The Spaceflight Insider article Dawn will enter lowest ever orbit around Ceres says:
In his Dawn Journal blog, mission director and chief engineer Marc Rayman discussed the challenges of bringing the spacecraft into its final orbit in detail.
During XMO7, Dawn should orbit Ceres once every 27 hours and 13 minutes, which equals exactly three times the dwarf planet’s rotational period. In what is known as a three-to-one resonant orbit, the probe should complete one orbit around Ceres for every three rotations the dwarf planet makes. (emphasis added)
An orbit who's period matches the sidereal rotation period of a body is called a synchronous orbit. Geosynchronous (but non-Geostationary) satellites around earth have an Analemma shaped ground track. According to my own answer to the quest Are there terms for Earth orbits with rational number multiples of 1 sidereal day? an orbit who's period is artificially synchronized to a rational fraction of the sidereal period of the central body is called a repeat ground-track orbit and not a resonant orbit.
These are non-resonant orbits where the orbital period is matched to a rational number times the sidereal rotation period of the orbited body. Spy satellites used to do this so that the time of day was about the same for each pass over a given area to be photographed, to reduce the variation in shadows and illumination.
A resonant orbit on the other hand usually involves a gravitational interaction between two bodies. There are various situations where resonant orbits appear in the solar system involving three bodies (two moons and a planet, two bodies and the Sun) and there are at least two known examples of resonant tidal locking of the rotation rate of the smaller body with it's orbit: Mercury (3:2) orbiting around the Sun, and the Moon (1:1) orbiting around the Earth.
But I've never heard of the smaller orbiting body being in resonance with the rotation rate of the larger body.

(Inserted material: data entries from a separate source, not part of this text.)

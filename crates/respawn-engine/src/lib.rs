//! # respawn-engine
//!
//! Container engine binding for respawn.
//!
//! This crate provides the narrow [`Engine`] interface the lifecycle core
//! drives, and [`DockerEngine`], an implementation over the Docker Engine
//! API on a Unix socket.
//!
//! ## Components
//!
//! - [`Engine`]: image build, container lifecycle, logs, exec, commit and archive upload
//! - [`DockerEngine`]: HTTP/1.1 client for the engine control socket
//! - [`stream`]: multiplexed stdout/stderr frame decoding
//! - [`archive`]: tar packing for build contexts and file uploads
//!
//! Exec against a container whose main process has exited is reported as
//! [`EngineError::ContainerNotRunning`] so callers can recover from it.

#![warn(clippy::all, clippy::pedantic, clippy::nursery)]
#![allow(clippy::module_name_repetitions)]

pub mod archive;
pub mod client;
pub mod engine;
pub mod error;
pub mod stream;
pub mod types;

pub use client::{DockerEngine, DEFAULT_API_VERSION, DEFAULT_SOCKET_PATH};
pub use engine::Engine;
pub use error::{EngineError, Result};
pub use types::{BuildOptions, ContainerInfo, ContainerStatus, CreateOptions, ExecChunk, ImageInfo};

You could say that a geostationary non-station-keeping geosynchronous satellite that "falls into" a certain longitude range stationary points because of Earth's lumpy gravity is such a resonance, so maybe I have.
The problem though is that I am not sure why Dawn's orbit around Ceres is called "resonant" and not simply "synchronized 3:1". As far as I know, the term "resonance" always implies a locking or an interaction between two oscillators, so that they are "pulled into resonance" by the interaction.

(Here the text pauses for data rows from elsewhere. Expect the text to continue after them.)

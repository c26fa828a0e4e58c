//! Instance creation and lookup.

use std::path::PathBuf;
use std::sync::Arc;

use respawn_engine::{archive, BuildOptions, CreateOptions, DockerEngine, Engine};

use crate::config::{BuildConfig, Config, InstanceConfig};
use crate::error::{RespawnError, Result};
use crate::instance::{ContainerHandle, ContainerInstance};
use crate::naming::{image_tag, validate_name};

/// Creates container instances and reattaches to existing ones.
///
/// A name identifies an image and container pair; it cannot be reused while
/// either still exists.
pub struct InstanceRegistry {
    engine: Arc<dyn Engine>,
    build: BuildConfig,
    instance: InstanceConfig,
    engine_socket: PathBuf,
    recovery_prefix: String,
}

impl InstanceRegistry {
    /// Creates a registry over an existing engine connection.
    #[must_use]
    pub fn new(engine: Arc<dyn Engine>, config: &Config) -> Self {
        Self {
            engine,
            build: config.build.clone(),
            instance: config.instance.clone(),
            engine_socket: config.engine.socket_path.clone(),
            recovery_prefix: config.recovery.name_prefix.clone(),
        }
    }

    /// Connects to the configured engine.
    ///
    /// # Errors
    ///
    /// Returns an error if the engine cannot be reached.
    pub async fn connect(config: &Config) -> Result<Self> {
        let engine =
            DockerEngine::open(&config.engine.socket_path, &config.engine.api_version).await?;
        tracing::info!(socket = %config.engine.socket_path.display(), "connected to engine");
        Ok(Self::new(Arc::new(engine), config))
    }

    /// Returns whether an image tagged `name:latest` exists.
    ///
    /// # Errors
    ///
    /// Returns an engine error if images cannot be listed.
    pub async fn image_exists(&self, name: &str) -> Result<bool> {
        let tag = image_tag(name);
        let images = self.engine.list_images().await?;
        Ok(images.iter().any(|image| image.has_tag(&tag)))
    }

    /// Returns whether a container named exactly `name` exists.
    ///
    /// # Errors
    ///
    /// Returns an engine error if containers cannot be listed.
    pub async fn container_exists(&self, name: &str) -> Result<bool> {
        let containers = self.engine.list_containers().await?;
        Ok(containers.iter().any(|c| c.name == name))
    }

    /// Builds an image from the configured context and runs a container from it.
    ///
    /// Both the image and the container are named `name`.
    ///
    /// # Errors
    ///
    /// Returns `InvalidName` if the name is not a valid engine name, `AlreadyExists`
    /// if an image or container with the name exists, or an engine error if
    /// the build or run fails.
    pub async fn start(&self, name: &str) -> Result<ContainerInstance> {
        validate_name(name)?;

        if self.image_exists(name).await? || self.container_exists(name).await? {
            return Err(RespawnError::AlreadyExists(name.to_string()));
        }

        let tag = image_tag(name);
        let context = archive::pack_context(&self.build.context_dir)?;
        let options = BuildOptions {
            tag: tag.clone(),
            dockerfile: self.build.dockerfile.clone(),
            remove_intermediate: true,
        };
        let image = self.engine.build_image(context, &options).await?;
        tracing::info!(name, image = %image, "image built");

        let binds = self.binds();
        let mut create = CreateOptions::new(tag).with_name(name);
        for bind in &binds {
            create = create.with_bind(bind.clone());
        }

        let id = match self.engine.run_container(&create).await {
            Ok(id) => id,
            Err(e) => {
                self.discard(name).await;
                return Err(e.into());
            }
        };
        tracing::info!(name, container = %id, "container started");

        Ok(ContainerInstance::new(
            Arc::clone(&self.engine),
            ContainerHandle {
                id,
                name: name.to_string(),
            },
            binds,
            self.recovery_prefix.clone(),
        ))
    }

    /// Wraps the existing container named `name`.
    ///
    /// # Errors
    ///
    /// Returns `NotFound` if no container has this exact name.
    pub async fn get_existing_instance(&self, name: &str) -> Result<ContainerInstance> {
        let containers = self.engine.list_containers().await?;
        let container = containers
            .into_iter()
            .find(|c| c.name == name)
            .ok_or_else(|| RespawnError::NotFound(name.to_string()))?;

        tracing::debug!(name, container = %container.id, "attached to existing container");

        Ok(ContainerInstance::new(
            Arc::clone(&self.engine),
            ContainerHandle {
                id: container.id,
                name: container.name,
            },
            self.binds(),
            self.recovery_prefix.clone(),
        ))
    }

    /// Releases the engine connection.
    ///
    /// # Errors
    ///
    /// Returns an engine error if the connection cannot be closed.
    pub async fn dispose(self) -> Result<()> {
        self.engine.close().await?;
        Ok(())
    }

    fn binds(&self) -> Vec<String> {
        if self.instance.mount_engine_socket {
            let socket = self.engine_socket.display();
            vec![format!("{socket}:{socket}")]
        } else {
            Vec::new()
        }
    }

    /// Frees the name after a failed run.
    async fn discard(&self, name: &str) {
        if let Err(e) = self.engine.remove_container(name).await {
            if !e.is_not_found() {
                tracing::warn!(container = %name, error = %e, "failed to remove container");
            }
        }
        if let Err(e) = self.engine.remove_image(&image_tag(name)).await {
            if !e.is_not_found() {
                tracing::warn!(image = %name, error = %e, "failed to remove image");
            }
        }
    }
}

QUESTION: I am wondering if Dawn's orbit is truly in a resonance with Ceres due to some multipole component of its gravity field, or if this is really just an artificially synchronized repeat ground track orbit and the term resonant doesn't actually apply.
I noticed that the Astronomy Now article Dawn spacecraft dropping to record low altitude at Ceres seems to be careful to never use the "r-word" when it describes the orbit:
The goal is to synchronise Dawn’s orbit with the nine-hour four-minute rotation of Ceres to ensure the spacecraft will repeatedly fly over a specific point on the surface – Occator Crater, where highly reflective salt deposits are visible – during the low point of each orbit.
“The flight team will synchronise the orbit so that each time Dawn swoops down to low altitude, it does so at just the right time so that Ceres’ rotation will place the Occator geological unit under the probe’s flight path,” Rayman writes.